The lines from the start of the data through the line containing "type Err = String;" are to be reproduced exactly, both ends included.

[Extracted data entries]

* * *

//! Password hashing adapters.

mod bcrypt_hasher;

pub use bcrypt_hasher::{BcryptPasswordHasher, DEFAULT_BCRYPT_COST};
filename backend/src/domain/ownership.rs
//! Per-item ownership checks.

use std::fmt;
use std::str::FromStr;

use serde::{Deserialize, Serialize};

use super::{Error, Todo, UserId};

/// How a mutation on somebody else's item is reported.
///
/// Reads always answer "not found" for foreign items so their existence is
/// never revealed.
#[derive(Debug, Clone, Copy, Default, PartialEq, Eq, Serialize, Deserialize)]
#[serde(rename_all = "lowercase")]
pub enum OwnershipPolicy {
    /// Foreign items look absent.
    #[default]
    Conceal,
    /// Foreign items are reported as forbidden.
    Explicit,
}

impl FromStr for OwnershipPolicy {
    type Err = String;

    fn from_str(s: &str) -> Result<Self, Self::Err> {
        match s.trim().to_ascii_lowercase().as_str() {
            "conceal" => Ok(Self::Conceal),
            "explicit" => Ok(Self::Explicit),
            other => Err(format!(
                "unknown ownership policy `{other}` (expected `conceal` or `explicit`)"
            )),
        }
    }
}

impl fmt::Display for OwnershipPolicy {
    fn fmt(&self, f: &mut fmt::Formatter<'_>) -> fmt::Result {
        f.write_str(match self {
            Self::Conceal => "conceal",
            Self::Explicit => "explicit",
        })
    }
}

/// Applies an [`OwnershipPolicy`] to items fetched for a requester.
///
/// # Examples
/// ```
/// use chrono::Utc;
/// use todo_backend::domain::{
///     ErrorCode, OwnershipGuard, OwnershipPolicy, Todo, TodoId, TodoText, UserId,
/// };
///
/// let owner = UserId::random();
/// let item = Todo::new(TodoId::random(), TodoText::new("x").unwrap(), owner, Utc::now());
/// let guard = OwnershipGuard::new(OwnershipPolicy::Explicit);
/// let err = guard.authorize_mutation(item, &UserId::random()).unwrap_err();
/// assert_eq!(err.code(), ErrorCode::Forbidden);
/// ```
#[derive(Debug, Clone, Copy, Default)]
pub struct OwnershipGuard {
    policy: OwnershipPolicy,
}

impl OwnershipGuard {
    pub fn new(policy: OwnershipPolicy) -> Self {
        Self { policy }
    }

    pub fn policy(&self) -> OwnershipPolicy {
        self.policy
    }

    /// Release `item` to its owner; everyone else gets "not found".
    pub fn authorize_read(&self, item: Todo, requester: &UserId) -> Result<Todo, Error> {
        if item.is_owned_by(requester) {
            Ok(item)
        } else {
            Err(not_found())
        }
    }

    /// Release `item` for modification by its owner.
    pub fn authorize_mutation(&self, item: Todo, requester: &UserId) -> Result<Todo, Error> {
        if item.is_owned_by(requester) {
            return Ok(item);
        }
        Err(self.foreign_item())
    }

    /// Error reported when a requester targets an item they do not own.
    pub fn foreign_item(&self) -> Error {
        match self.policy {
            OwnershipPolicy::Conceal => not_found(),
            OwnershipPolicy::Explicit => Error::forbidden("Not authorised to modify this todo"),
        }
    }
}

/// Error for an item that does not exist for the requester.
pub fn not_found() -> Error {
    Error::not_found("Todo not found")
}
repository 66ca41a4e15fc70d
//! Shared HTTP adapter state.
//!
//! Handlers receive this through `web::Data` and only ever see driving
//! ports, so the whole router can run against mocks or in-memory stores.

use std::sync::Arc;

use crate::domain::ports::{
    LoginService, RegistrationService, RequestAuthenticator, TodoCommand, TodoQuery,
};

/// Parameter object bundling the port implementations.
#[derive(Clone)]
pub struct HttpStatePorts {
    pub registration: Arc<dyn RegistrationService>,
    pub login: Arc<dyn LoginService>,
    pub authenticator: Arc<dyn RequestAuthenticator>,
    pub todos: Arc<dyn TodoCommand>,
    pub todos_query: Arc<dyn TodoQuery>,
}

/// Dependency bundle for HTTP handlers.
#[derive(Clone)]
pub struct HttpState {
    pub registration: Arc<dyn RegistrationService>,
    pub login: Arc<dyn LoginService>,
    pub authenticator: Arc<dyn RequestAuthenticator>,
    pub todos: Arc<dyn TodoCommand>,
    pub todos_query: Arc<dyn TodoQuery>,
}

impl HttpState {
    /// Construct state from a ports bundle.
    pub fn new(ports: HttpStatePorts) -> Self {
        let HttpStatePorts {
            registration,
            login,
            authenticator,
            todos,
            todos_query,
        } = ports;
        Self {
            registration,
            login,
            authenticator,
            todos,
            todos_query,
        }
    }
}

impl From<HttpStatePorts> for HttpState {
    fn from(ports: HttpStatePorts) -> Self {
        Self::new(ports)
    }
}
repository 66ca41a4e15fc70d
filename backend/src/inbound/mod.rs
//! Inbound adapters translating external requests into domain port calls.

pub mod http;
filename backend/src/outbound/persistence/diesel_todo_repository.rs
//! PostgreSQL-backed `TodoRepository`.
//!
//! Updates and deletes filter on both `id` and `user_id` in the same
//! statement, so an item can never be changed through another user's id.

use async_trait::async_trait;
use chrono::{DateTime, Utc};
use diesel::prelude::*;
use diesel_async::RunQueryDsl;

use crate::domain::ports::{TodoPersistenceError, TodoRepository};
use crate::domain::{Todo, TodoId, TodoText, UserId};

use super::diesel_error_mapping::DieselFailure;
use super::models::{NewTodoRow, TodoRow, TodoTextUpdate};
use super::pool::DbPool;
use super::schema::todos;

/// Diesel implementation of the [`TodoRepository`] port.
#[derive(Clone)]
pub struct DieselTodoRepository {
    pool: DbPool,
}

impl DieselTodoRepository {
    pub fn new(pool: DbPool) -> Self {
        Self { pool }
    }
}

fn map_failure(failure: impl Into<DieselFailure>) -> TodoPersistenceError {
    match failure.into() {
        DieselFailure::Connection(message) => TodoPersistenceError::connection(message),
        DieselFailure::Query(message) => TodoPersistenceError::query(message),
        DieselFailure::UniqueViolation => TodoPersistenceError::query("duplicate todo id"),
    }
}

fn row_to_todo(row: TodoRow) -> Result<Todo, TodoPersistenceError> {
    let text = TodoText::new(&row.text).map_err(|err| {
        TodoPersistenceError::query(format!("stored todo {} is invalid: {err}", row.id))
    })?;
    Ok(Todo::from_parts(
        TodoId::from(row.id),
        text,
        UserId::from(row.user_id),
        row.created_at,
        row.updated_at,
    ))
}

#[async_trait]
impl TodoRepository for DieselTodoRepository {
    async fn list_for_owner(&self, owner: &UserId) -> Result<Vec<Todo>, TodoPersistenceError> {
        let mut conn = self.pool.get().await.map_err(map_failure)?;
        let rows: Vec<TodoRow> = todos::table
            .filter(todos::user_id.eq(owner.as_uuid()))
            .order((todos::created_at.asc(), todos::id.asc()))
            .select(TodoRow::as_select())
            .load(&mut conn)
            .await
            .map_err(map_failure)?;
        rows.into_iter().map(row_to_todo).collect()
    }

    async fn find_by_id(&self, id: &TodoId) -> Result<Option<Todo>, TodoPersistenceError> {
        let mut conn = self.pool.get().await.map_err(map_failure)?;
        let row: Option<TodoRow> = todos::table
            .find(*id.as_uuid())
            .select(TodoRow::as_select())
            .first(&mut conn)
            .await
            .optional()
            .map_err(map_failure)?;
        row.map(row_to_todo).transpose()
    }

    async fn insert(&self, todo: &Todo) -> Result<(), TodoPersistenceError> {
        let mut conn = self.pool.get().await.map_err(map_failure)?;
        let row = NewTodoRow {
            id: *todo.id().as_uuid(),
            user_id: *todo.owner().as_uuid(),
            text: todo.text().as_ref(),
            created_at: todo.created_at(),
            updated_at: todo.updated_at(),
        };
        diesel::insert_into(todos::table)
            .values(&row)
            .execute(&mut conn)
            .await
            .map(|_| ())
            .map_err(map_failure)
    }

    async fn update_text(
        &self,
        id: &TodoId,
        owner: &UserId,
        text: &TodoText,
        updated_at: DateTime<Utc>,
    ) -> Result<Option<Todo>, TodoPersistenceError> {
        let mut conn = self.pool.get().await.map_err(map_failure)?;
        let changes = TodoTextUpdate {
            text: text.as_ref(),
            updated_at,
        };
        let row: Option<TodoRow> = diesel::update(
            todos::table
                .filter(todos::id.eq(id.as_uuid()))
                .filter(todos::user_id.eq(owner.as_uuid())),
        )
        .set(&changes)
        .returning(TodoRow::as_returning())
        .get_result(&mut conn)
        .await
        .optional()
        .map_err(map_failure)?;
        row.map(row_to_todo).transpose()
    }

    async fn delete_owned(
        &self,
        id: &TodoId,
        owner: &UserId,
    ) -> Result<bool, TodoPersistenceError> {
        let mut conn = self.pool.get().await.map_err(map_failure)?;
        let removed = diesel::delete(
            todos::table
                .filter(todos::id.eq(id.as_uuid()))
                .filter(todos::user_id.eq(owner.as_uuid())),
        )
        .execute(&mut conn)
        .await
        .map_err(map_failure)?;
        Ok(removed > 0)
    }
}
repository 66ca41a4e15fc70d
//! Port for one-way password hashing.

use async_trait::async_trait;

use crate::domain::PasswordHash;

use super::define_port_error;

define_port_error! {
    /// Errors raised by password hashing adapters.
    pub enum PasswordHasherError {
        /// The hashing primitive failed.
        Hash { message: String } => "password hashing failed: {message}",
        /// A stored hash could not be checked.
        Verify { message: String } => "password verification failed: {message}",
    }
}

#[cfg_attr(test, mockall::automock)]
#[async_trait]
pub trait PasswordHasher: Send + Sync {
    /// Hash a plaintext password with a fresh salt.
    async fn hash(&self, password: &str) -> Result<PasswordHash, PasswordHasherError>;

    /// Check `password` against a stored hash.
    async fn verify(
        &self,
        password: &str,
        hash: &PasswordHash,
    ) -> Result<bool, PasswordHasherError>;
}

* * *

YOUR RESPONSE:
//! Password hashing adapters.

mod bcrypt_hasher;

pub use bcrypt_hasher::{BcryptPasswordHasher, DEFAULT_BCRYPT_COST};
filename backend/src/domain/ownership.rs
//! Per-item ownership checks.

use std::fmt;
use std::str::FromStr;

use serde::{Deserialize, Serialize};

use super::{Error, Todo, UserId};

/// How a mutation on somebody else's item is reported.
///
/// Reads always answer "not found" for foreign items so their existence is
/// never revealed.
#[derive(Debug, Clone, Copy, Default, PartialEq, Eq, Serialize, Deserialize)]
#[serde(rename_all = "lowercase")]
pub enum OwnershipPolicy {
    /// Foreign items look absent.
    #[default]
    Conceal,
    /// Foreign items are reported as forbidden.
    Explicit,
}

impl FromStr for OwnershipPolicy {
    type Err = String;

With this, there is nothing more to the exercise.